Jeffrey Simons([email protected]) asks about a limit on the degrees of freedom
for the functions related to noncentral chi-square:
> From Stata manual:
>
> invnchi2(n,L,p) returns the inverse cumulative noncentral chi-squared
> distribution. If nchi2(n,L,x) = p, then invnchi2(n,L,p) = x (n must be
> an integer,1<=n<=200, 0<=L<=1000).
>
> Why does n (the degrees of freedom) need to be <=200?
>
> I am trying to utilize MacCallum et al., (1996) formulas for determining
> sample size for covariance structural models. He provides equations and
> SAS code at the end of the article and it involves the above chi2
> distributions.
>
> I wrote a program to do this in Stata but naturally, the model I want to
> test has 246 degrees of freedom. Why is there this limit?

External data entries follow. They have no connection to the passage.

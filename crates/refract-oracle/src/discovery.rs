//! Output discovery
//!
//! Synthesis backends write artifacts somewhere under an output root as
//! `<prefix>_<counter>_.<ext>`. [`OutputWatcher`] polls that tree until a
//! file whose name starts with `<prefix>_` shows up, so `job_v1` never
//! picks up `job_v10_00001_.png`.

use crate::error::OracleError;
use refract_candidate::ArtifactRef;
use std::path::{Path, PathBuf};
use std::time::{Duration, SystemTime};
use walkdir::WalkDir;

/// Polls an output tree for artifacts
#[derive(Debug, Clone)]
pub struct OutputWatcher {
    root: PathBuf,
    poll_interval: Duration,
    extension: String,
}

impl OutputWatcher {
    /// Watch `root` for `.png` files, polling every two seconds
    #[must_use]
    pub fn new(root: impl Into<PathBuf>) -> Self {
        Self {
            root: root.into(),
            poll_interval: Duration::from_secs(2),
            extension: "png".to_string(),
        }
    }

    /// Set poll interval
    #[inline]
    #[must_use]
    pub fn with_poll_interval(mut self, interval: Duration) -> Self {
        self.poll_interval = interval;
        self
    }

    /// Set the artifact file extension (without dot)
    #[inline]
    #[must_use]
    pub fn with_extension(mut self, extension: impl Into<String>) -> Self {
        self.extension = extension.into();
        self
    }

    /// Output root
    #[inline]
    #[must_use]
    pub fn root(&self) -> &Path {
        &self.root
    }

    /// Newest matching file right now, if any
    #[must_use]
    pub fn scan(&self, prefix: &str) -> Option<PathBuf> {
        newest_match(&self.root, prefix, &self.extension)
    }

    /// Poll until a file named `<prefix>_*` appears
    ///
    /// Never returns on its own if nothing appears; wrap in a timeout.
    ///
    /// # Errors
    /// Returns `Join` if the blocking scan task fails.
    pub async fn wait_for(&self, prefix: &str) -> Result<ArtifactRef, OracleError> {
        loop {
            let root = self.root.clone();
            let prefix_owned = prefix.to_string();
            let extension = self.extension.clone();
            let found = tokio::task::spawn_blocking(move || newest_match(&root, &prefix_owned, &extension))
                .await
                .map_err(|e| OracleError::Join(e.to_string()))?;

            if let Some(path) = found {
                tracing::debug!(prefix, path = %path.display(), "artifact discovered");
                return Ok(ArtifactRef::new(path));
            }
            tokio::time::sleep(self.poll_interval).await;
        }
    }
}

fn newest_match(root: &Path, prefix: &str, extension: &str) -> Option<PathBuf> {
    let stem = format!("{prefix}_");
    WalkDir::new(root)
        .into_iter()
        .filter_map(Result::ok)
        .filter(|entry| entry.file_type().is_file())
        .filter(|entry| {
            let path = entry.path();
            let ext_ok = path
                .extension()
                .and_then(|e| e.to_str())
                .is_some_and(|e| e.eq_ignore_ascii_case(extension));
            let name_ok = path
                .file_name()
                .and_then(|n| n.to_str())
                .is_some_and(|n| n.starts_with(&stem));
            ext_ok && name_ok
        })
        .filter_map(|entry| {
            let modified = entry.metadata().ok()?.modified().unwrap_or(SystemTime::UNIX_EPOCH);
            Some((modified, entry.into_path()))
        })
        .max_by_key(|(modified, _)| *modified)
        .map(|(_, path)| path)
}
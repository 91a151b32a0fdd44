//! Layered run settings
//!
//! Resolution order, lowest first: built-in defaults, the TOML file,
//! environment variables (only for endpoints the file left unset), then
//! command-line flags.
//!
//! ```toml
//! [search]
//! max_branches = 4
//! retry_backoff_secs = 1.5
//!
//! [synthesis]
//! endpoint = "http://127.0.0.1:8188"
//! output_dir = "/srv/renderer/output"
//!
//! [synthesis.graph]
//! steps = 30
//!
//! [scoring]
//! program = "python3"
//! args = ["score_image.py"]
//!
//! [refinement]
//! url = "http://localhost:11434"
//! model = "llama3"
//!
//! [output]
//! root = "assets"
//! project = "control_room"
//! part = "part1"
//! ```

use clap::ArgMatches;
use refract_candidate::RunId;
use refract_oracle::GraphSettings;
use refract_search::SearchConfig;
use serde::{Deserialize, Serialize};
use std::path::{Path, PathBuf};
use std::time::Duration;

/// Renderer endpoint used when neither file, env nor flag sets one
pub const DEFAULT_SYNTHESIS_URL: &str = "http://127.0.0.1:8188";
/// Refinement server used when neither file, env nor flag sets one
pub const DEFAULT_REFINEMENT_URL: &str = "http://localhost:11434";
/// Refinement model used when neither file, env nor flag sets one
pub const DEFAULT_REFINEMENT_MODEL: &str = "llama3";
/// Negative prompt used when none is given
pub const DEFAULT_NEGATIVE: &str =
    "low detail, out of focus, boring background, distorted anatomy, plastic look, missing electronics, blurry textures";

/// Environment variable for the renderer endpoint
pub const ENV_SYNTHESIS_URL: &str = "REFRACT_SYNTHESIS_URL";
/// Environment variable for the refinement server
pub const ENV_REFINEMENT_URL: &str = "REFRACT_REFINEMENT_URL";
/// Environment variable for the refinement model
pub const ENV_REFINEMENT_MODEL: &str = "REFRACT_REFINEMENT_MODEL";

/// Parse a non-negative, finite number of seconds
///
/// # Errors
/// Returns a message clap shows next to the offending flag.
pub fn parse_seconds(value: &str) -> Result<Duration, String> {
    let secs: f64 = value.trim().parse().map_err(|_| format!("{value:?} is not a number of seconds"))?;
    Duration::try_from_secs_f64(secs).map_err(|_| format!("{value:?} must be a finite, non-negative number of seconds"))
}

/// Settings file error
#[derive(Debug, thiserror::Error)]
pub enum SettingsError {
    /// File could not be read
    #[error("cannot read settings file {path}: {source}")]
    Read {
        /// Settings path
        path: PathBuf,
        /// Underlying error
        #[source]
        source: std::io::Error,
    },

    /// File is not valid settings TOML
    #[error("invalid settings file {path}: {source}")]
    Parse {
        /// Settings path
        path: PathBuf,
        /// Underlying error
        #[source]
        source: toml::de::Error,
    },
}

/// Renderer connection
#[derive(Debug, Clone, PartialEq, Serialize, Deserialize)]
#[serde(default)]
pub struct SynthesisSettings {
    /// Renderer HTTP endpoint
    pub endpoint: Option<String>,
    /// Directory the renderer writes images into
    pub output_dir: PathBuf,
    /// Discovery poll interval in seconds
    pub poll_interval_secs: f64,
    /// Node graph parameters
    pub graph: GraphSettings,
}

impl Default for SynthesisSettings {
    fn default() -> Self {
        Self {
            endpoint: None,
            output_dir: PathBuf::from("output"),
            poll_interval_secs: 1.0,
            graph: GraphSettings::default(),
        }
    }
}

impl SynthesisSettings {
    /// Poll interval, falling back to one second on a bad value
    #[must_use]
    pub fn poll_interval(&self) -> Duration {
        Duration::try_from_secs_f64(self.poll_interval_secs)
            .ok()
            .filter(|d| !d.is_zero())
            .unwrap_or(Duration::from_secs(1))
    }
}

/// Scoring command
#[derive(Debug, Clone, PartialEq, Serialize, Deserialize)]
#[serde(default)]
pub struct ScoringSettings {
    /// Program to run
    pub program: PathBuf,
    /// Arguments placed before the scoring flags
    pub args: Vec<String>,
}

impl Default for ScoringSettings {
    fn default() -> Self {
        Self {
            program: PathBuf::from("python3"),
            args: vec!["score_image.py".to_string()],
        }
    }
}

/// Refinement server
#[derive(Debug, Clone, Default, PartialEq, Serialize, Deserialize)]
#[serde(default)]
pub struct RefinementSettings {
    /// Server root
    pub url: Option<String>,
    /// Model name
    pub model: Option<String>,
    /// Template wrapping positive suggestions, with a `{{DESCRIPTION}}` slot
    pub template: Option<String>,
}

/// Where results land
#[derive(Debug, Clone, PartialEq, Serialize, Deserialize)]
#[serde(default)]
pub struct OutputSettings {
    /// Assets root
    pub root: PathBuf,
    /// Project name
    pub project: String,
    /// Part name
    pub part: String,
}

impl Default for OutputSettings {
    fn default() -> Self {
        Self {
            root: PathBuf::from("assets"),
            project: "project".to_string(),
            part: "part1".to_string(),
        }
    }
}

/// Everything a run needs besides the seed prompt
#[derive(Debug, Clone, Default, PartialEq, Serialize, Deserialize)]
#[serde(default)]
pub struct Settings {
    /// Search parameters
    pub search: SearchConfig,
    /// Renderer connection
    pub synthesis: SynthesisSettings,
    /// Scoring command
    pub scoring: ScoringSettings,
    /// Refinement server
    pub refinement: RefinementSettings,
    /// Output location
    pub output: OutputSettings,
}

impl Settings {
    /// Parse settings from TOML text
    ///
    /// # Errors
    /// Returns the TOML error on malformed input.
    pub fn from_toml(text: &str) -> Result<Self, toml::de::Error> {
        toml::from_str(text)
    }

    /// Load settings from a file
    ///
    /// # Errors
    /// Returns `Read` or `Parse`.
    pub fn load(path: &Path) -> Result<Self, SettingsError> {
        let text = std::fs::read_to_string(path).map_err(|source| SettingsError::Read {
            path: path.to_path_buf(),
            source,
        })?;
        Self::from_toml(&text).map_err(|source| SettingsError::Parse {
            path: path.to_path_buf(),
            source,
        })
    }

    /// Fill endpoints the file left unset from the environment
    pub fn fill_from_env(&mut self, lookup: impl Fn(&str) -> Option<String>) {
        let fill = |slot: &mut Option<String>, key: &str| {
            if slot.is_none() {
                *slot = lookup(key).filter(|v| !v.trim().is_empty());
            }
        };
        fill(&mut self.synthesis.endpoint, ENV_SYNTHESIS_URL);
        fill(&mut self.refinement.url, ENV_REFINEMENT_URL);
        fill(&mut self.refinement.model, ENV_REFINEMENT_MODEL);
    }

    /// Apply command-line flags on top
    pub fn apply_matches(&mut self, matches: &ArgMatches) {
        let search = &mut self.search;
        if let Some(&v) = matches.get_one::<u32>("branches") {
            search.max_branches = v;
        }
        if let Some(&v) = matches.get_one::<u32>("attempts") {
            search.max_attempts_per_branch = v;
        }
        if let Some(&v) = matches.get_one::<u32>("variants") {
            search.variants_per_attempt = v;
        }
        if let Some(&v) = matches.get_one::<u32>("max-stale") {
            search.max_stale = v;
        }
        if let Some(&v) = matches.get_one::<f64>("target-score") {
            search.target_score = Some(v);
        }
        if let Some(&v) = matches.get_one::<u32>("retry") {
            search.retry_bound = v;
        }
        if let Some(&delay) = matches.get_one::<Duration>("delay") {
            search.inter_attempt_delay = delay;
        }
        if let Some(&v) = matches.get_one::<u32>("final-variants") {
            search.final_variant_count = v;
        }
        if let Some(&v) = matches.get_one::<u64>("seed") {
            search.rng_seed = Some(v);
        }
        if matches.get_flag("concurrent") {
            search.concurrent_branches = true;
        }
        if matches.get_flag("no-reanchor") {
            search.reanchor_on_regression = false;
        }
        if matches.get_flag("multimodal") {
            search.multimodal_refinement = true;
        }

        if let Some(v) = matches.get_one::<String>("synthesis-url") {
            self.synthesis.endpoint = Some(v.clone());
        }
        if let Some(v) = matches.get_one::<PathBuf>("render-dir") {
            self.synthesis.output_dir.clone_from(v);
        }
        if let Some(v) = matches.get_one::<PathBuf>("scorer") {
            self.scoring.program.clone_from(v);
        }
        if let Some(v) = matches.get_one::<String>("refinement-url") {
            self.refinement.url = Some(v.clone());
        }
        if let Some(v) = matches.get_one::<String>("model") {
            self.refinement.model = Some(v.clone());
        }
        if let Some(v) = matches.get_one::<PathBuf>("output-root") {
            self.output.root.clone_from(v);
        }
        if let Some(v) = matches.get_one::<String>("project") {
            self.output.project.clone_from(v);
        }
        if let Some(v) = matches.get_one::<String>("part") {
            self.output.part.clone_from(v);
        }
    }

    /// Search configuration for one run
    ///
    /// Job prefixes are `<project>_<part>_<run tag>`, so renders left over
    /// from earlier runs of the same part are never discovered again.
    #[must_use]
    pub fn search_config(&self, run_id: RunId) -> SearchConfig {
        self.search.clone().with_job_prefix(format!(
            "{}_{}_{}",
            self.output.project,
            self.output.part,
            run_id.tag()
        ))
    }

    /// Renderer endpoint
    #[must_use]
    pub fn synthesis_endpoint(&self) -> &str {
        self.synthesis.endpoint.as_deref().unwrap_or(DEFAULT_SYNTHESIS_URL)
    }

    /// Refinement server root
    #[must_use]
    pub fn refinement_url(&self) -> &str {
        self.refinement.url.as_deref().unwrap_or(DEFAULT_REFINEMENT_URL)
    }

    /// Refinement model
    #[must_use]
    pub fn refinement_model(&self) -> &str {
        self.refinement.model.as_deref().unwrap_or(DEFAULT_REFINEMENT_MODEL)
    }
}
//! Command scorer tests using throwaway shell scripts
#![cfg(unix)]

use refract_candidate::{ArtifactRef, Score};
use refract_oracle::{CommandScorer, OracleError, RetryPolicy, ScoreMode, ScoringOracle};
use std::os::unix::fs::PermissionsExt;
use std::path::{Path, PathBuf};
use std::time::Duration;

fn script(dir: &Path, name: &str, body: &str) -> PathBuf {
    let path = dir.join(name);
    std::fs::write(&path, format!("#!/bin/sh\n{body}\n")).unwrap();
    std::fs::set_permissions(&path, std::fs::Permissions::from_mode(0o755)).unwrap();
    path
}

#[tokio::test]
async fn scores_from_script_output() {
    let dir = tempfile::tempdir().unwrap();
    let scorer = script(
        dir.path(),
        "score.sh",
        r#"echo "loading"; echo '{"clip_score": 0.8, "aesthetic_score": 6.0}'"#,
    );

    let raw = CommandScorer::new(scorer)
        .score(&ArtifactRef::new("/tmp/x.png"), "a prompt", ScoreMode::Both)
        .await
        .unwrap();
    let score = Score::combine(raw);
    assert!((score.total - 7.0).abs() < 1e-9);
}

#[tokio::test]
async fn passes_scoring_flags() {
    let dir = tempfile::tempdir().unwrap();
    let scorer = script(
        dir.path(),
        "flags.sh",
        r#"if [ "$1" = "--image" ] && [ "$3" = "--prompt" ] && [ "$5" = "--mode" ] && [ "$6" = "both" ]; then
  echo '{"clip_score": 1.0, "aesthetic_score": 1.0}'
else
  echo '{"clip_score": 0.0, "aesthetic_score": 0.0}'
fi"#,
    );

    let raw = CommandScorer::new(scorer)
        .score(&ArtifactRef::new("/tmp/x.png"), "two words", ScoreMode::Both)
        .await
        .unwrap();
    assert!((raw.alignment - 1.0).abs() < 1e-9);
}

#[tokio::test]
async fn failing_script_is_exhausted_after_retries() {
    let dir = tempfile::tempdir().unwrap();
    let scorer = script(dir.path(), "fail.sh", "echo boom >&2; exit 3");

    let err = CommandScorer::new(scorer)
        .with_retry(RetryPolicy::new(2, Duration::from_millis(5)))
        .score(&ArtifactRef::new("/tmp/x.png"), "p", ScoreMode::Both)
        .await
        .unwrap_err();

    match err {
        OracleError::Exhausted { attempts, last } => {
            assert_eq!(attempts, 2);
            assert!(matches!(*last, OracleError::Process { .. }));
        }
        other => panic!("unexpected error: {other:?}"),
    }
}

#[tokio::test]
async fn missing_program_gives_up() {
    let err = CommandScorer::new("/no/such/scorer")
        .score(&ArtifactRef::new("/tmp/x.png"), "p", ScoreMode::Both)
        .await
        .unwrap_err();
    match err {
        OracleError::Exhausted { last, .. } => assert!(matches!(*last, OracleError::Io(_))),
        other => panic!("unexpected error: {other:?}"),
    }
}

This limit comes from the algorithm used to implement the -nchi2()- function;
from Haynam, Govindarajulu, and Leone (1970) [ref below].
The key issue here is that the algorithm involves progressive products
(factorials) and powers of values, both of which are taken directly from the
degrees of freedom. Beyond a certain point, these calculations will break
down given that they are performed on finite precision machines, thus we chose
to cut things off at n=200.
There are several approximations to this distribution, most (if not all) of
which are discussed in Johnson, Kotz, and Balakrishnan (1995). One
approximation is based on a Central Limit Argument.
Assume X2 is distributed as a non-central chi-square random variable
with n degrees of freedome and non-centrality parameter L, then
Z = (X2 - (n+L))/sqrt(2*(n+2*L))
will tend to follow the standard normal distribution for fixed n and
large L, or for fixed L and large n.
I compared the results between -invnchi2()- and this approximation fixing
n=200, using alpha = 0.05, and L ranging between 5 and 99. The relative
difference between the two ranged between 0.0040 and 0.0047. The normal
approximation was consistently less than the result from -invnchi2()- (minimum
difference was 1.12, max was 1.38).
For n=246, the normal approximation will be better, but I cannot say by how
much.
Reference:
Haynam, G.E., Z. Govindarajulu, and F.C. Leone. 1970. Tables of the cumulative
non-central chi-square distribution. In Selected Tables in
Mathematical Statistics, vol. 1, eds. H.L Harter and D.B. Owen,
Providence, RI: American Mathematical Society, pp. 1--78.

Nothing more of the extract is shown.